(Items from a data source)
⁂
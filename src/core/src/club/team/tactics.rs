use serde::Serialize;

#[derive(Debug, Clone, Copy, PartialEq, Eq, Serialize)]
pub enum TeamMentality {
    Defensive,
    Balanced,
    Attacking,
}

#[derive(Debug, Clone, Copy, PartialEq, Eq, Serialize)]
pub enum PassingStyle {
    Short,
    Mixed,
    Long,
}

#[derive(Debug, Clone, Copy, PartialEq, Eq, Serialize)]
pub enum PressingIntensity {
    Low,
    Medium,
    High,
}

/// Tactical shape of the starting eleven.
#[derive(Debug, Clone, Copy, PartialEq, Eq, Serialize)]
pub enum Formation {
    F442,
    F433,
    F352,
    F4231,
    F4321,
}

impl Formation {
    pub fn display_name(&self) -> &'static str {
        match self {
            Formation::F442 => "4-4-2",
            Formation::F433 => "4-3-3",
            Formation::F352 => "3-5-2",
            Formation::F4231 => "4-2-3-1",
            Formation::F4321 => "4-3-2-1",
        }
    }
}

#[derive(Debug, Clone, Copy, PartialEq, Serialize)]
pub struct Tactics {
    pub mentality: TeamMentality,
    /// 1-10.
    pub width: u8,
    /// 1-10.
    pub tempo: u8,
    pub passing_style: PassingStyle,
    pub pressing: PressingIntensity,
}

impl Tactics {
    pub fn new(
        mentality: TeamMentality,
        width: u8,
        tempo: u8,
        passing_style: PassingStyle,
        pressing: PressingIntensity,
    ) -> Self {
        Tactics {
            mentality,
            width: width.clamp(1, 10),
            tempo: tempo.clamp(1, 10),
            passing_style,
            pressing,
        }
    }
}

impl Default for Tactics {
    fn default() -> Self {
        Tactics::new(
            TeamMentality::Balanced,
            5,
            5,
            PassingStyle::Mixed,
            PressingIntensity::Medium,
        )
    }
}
⁂
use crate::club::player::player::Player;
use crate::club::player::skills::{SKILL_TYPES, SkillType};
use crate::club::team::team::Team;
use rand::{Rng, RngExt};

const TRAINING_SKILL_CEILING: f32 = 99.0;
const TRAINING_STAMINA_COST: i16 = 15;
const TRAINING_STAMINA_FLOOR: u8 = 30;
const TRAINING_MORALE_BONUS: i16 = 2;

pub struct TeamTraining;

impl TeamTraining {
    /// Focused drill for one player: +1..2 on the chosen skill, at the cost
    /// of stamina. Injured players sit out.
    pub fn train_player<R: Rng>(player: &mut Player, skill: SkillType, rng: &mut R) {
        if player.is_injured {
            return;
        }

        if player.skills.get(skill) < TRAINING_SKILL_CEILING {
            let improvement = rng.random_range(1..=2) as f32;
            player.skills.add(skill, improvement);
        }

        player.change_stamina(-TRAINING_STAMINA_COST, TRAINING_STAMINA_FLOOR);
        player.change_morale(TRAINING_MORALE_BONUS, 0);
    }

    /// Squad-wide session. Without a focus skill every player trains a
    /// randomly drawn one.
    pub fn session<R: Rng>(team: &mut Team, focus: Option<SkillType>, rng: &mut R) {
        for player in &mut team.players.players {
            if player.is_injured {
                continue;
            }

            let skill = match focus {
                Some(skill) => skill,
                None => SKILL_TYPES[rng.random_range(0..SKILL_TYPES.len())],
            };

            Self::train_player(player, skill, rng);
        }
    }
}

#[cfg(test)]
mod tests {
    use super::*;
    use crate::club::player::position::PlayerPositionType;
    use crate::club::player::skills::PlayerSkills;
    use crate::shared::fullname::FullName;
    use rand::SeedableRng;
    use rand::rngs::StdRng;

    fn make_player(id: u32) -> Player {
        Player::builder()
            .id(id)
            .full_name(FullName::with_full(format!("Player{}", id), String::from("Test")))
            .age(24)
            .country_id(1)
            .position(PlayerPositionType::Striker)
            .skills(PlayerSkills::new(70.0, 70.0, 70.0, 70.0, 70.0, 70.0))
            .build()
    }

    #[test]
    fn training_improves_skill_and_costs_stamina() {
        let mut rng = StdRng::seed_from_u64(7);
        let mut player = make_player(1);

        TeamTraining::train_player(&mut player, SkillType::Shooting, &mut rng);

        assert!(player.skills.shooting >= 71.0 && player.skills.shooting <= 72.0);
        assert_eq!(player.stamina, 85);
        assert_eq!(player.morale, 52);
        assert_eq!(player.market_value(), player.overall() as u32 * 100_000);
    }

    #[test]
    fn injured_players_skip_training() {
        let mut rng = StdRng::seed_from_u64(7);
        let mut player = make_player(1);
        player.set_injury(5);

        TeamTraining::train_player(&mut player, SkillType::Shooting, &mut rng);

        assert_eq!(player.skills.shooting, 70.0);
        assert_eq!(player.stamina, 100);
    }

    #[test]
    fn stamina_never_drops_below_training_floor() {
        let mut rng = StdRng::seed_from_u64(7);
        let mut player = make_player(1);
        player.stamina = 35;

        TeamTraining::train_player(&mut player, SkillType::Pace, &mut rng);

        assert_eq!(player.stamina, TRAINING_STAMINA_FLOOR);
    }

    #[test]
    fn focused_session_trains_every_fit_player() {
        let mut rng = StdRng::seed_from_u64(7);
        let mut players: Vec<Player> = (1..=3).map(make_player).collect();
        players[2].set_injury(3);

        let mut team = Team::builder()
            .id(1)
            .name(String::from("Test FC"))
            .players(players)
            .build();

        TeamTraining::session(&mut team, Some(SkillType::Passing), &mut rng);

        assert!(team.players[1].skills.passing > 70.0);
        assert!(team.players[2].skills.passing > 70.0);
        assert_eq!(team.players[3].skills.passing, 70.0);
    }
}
⁂
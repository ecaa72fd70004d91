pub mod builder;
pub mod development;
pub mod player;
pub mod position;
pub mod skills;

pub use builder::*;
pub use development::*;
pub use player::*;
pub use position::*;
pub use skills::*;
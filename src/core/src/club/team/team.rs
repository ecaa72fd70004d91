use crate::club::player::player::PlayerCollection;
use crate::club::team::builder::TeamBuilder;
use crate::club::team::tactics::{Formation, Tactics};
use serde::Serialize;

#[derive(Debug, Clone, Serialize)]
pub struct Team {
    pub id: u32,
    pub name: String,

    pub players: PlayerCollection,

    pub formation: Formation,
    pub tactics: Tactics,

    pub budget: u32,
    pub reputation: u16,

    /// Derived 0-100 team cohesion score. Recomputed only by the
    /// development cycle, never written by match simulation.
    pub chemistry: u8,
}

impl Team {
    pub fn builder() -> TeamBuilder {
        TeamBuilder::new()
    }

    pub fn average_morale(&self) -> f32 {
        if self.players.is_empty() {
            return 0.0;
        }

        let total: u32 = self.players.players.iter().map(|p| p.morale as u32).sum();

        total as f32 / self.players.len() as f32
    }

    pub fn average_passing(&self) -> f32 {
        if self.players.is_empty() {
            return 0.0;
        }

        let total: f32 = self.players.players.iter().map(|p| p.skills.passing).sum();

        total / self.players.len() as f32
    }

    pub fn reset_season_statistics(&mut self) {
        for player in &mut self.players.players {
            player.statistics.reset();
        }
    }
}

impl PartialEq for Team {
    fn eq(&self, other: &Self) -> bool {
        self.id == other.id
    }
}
⁂
■ **Your goal**:
Every line of the data above that includes "crate" should be listed.

■ **Reply**:
use crate::club::player::player::Player;
use crate::club::player::skills::{SKILL_TYPES, SkillType};
use crate::club::team::team::Team;
    use crate::club::player::position::PlayerPositionType;
    use crate::club::player::skills::PlayerSkills;
    use crate::shared::fullname::FullName;
use crate::club::player::player::PlayerCollection;
use crate::club::team::builder::TeamBuilder;
use crate::club::team::tactics::{Formation, Tactics};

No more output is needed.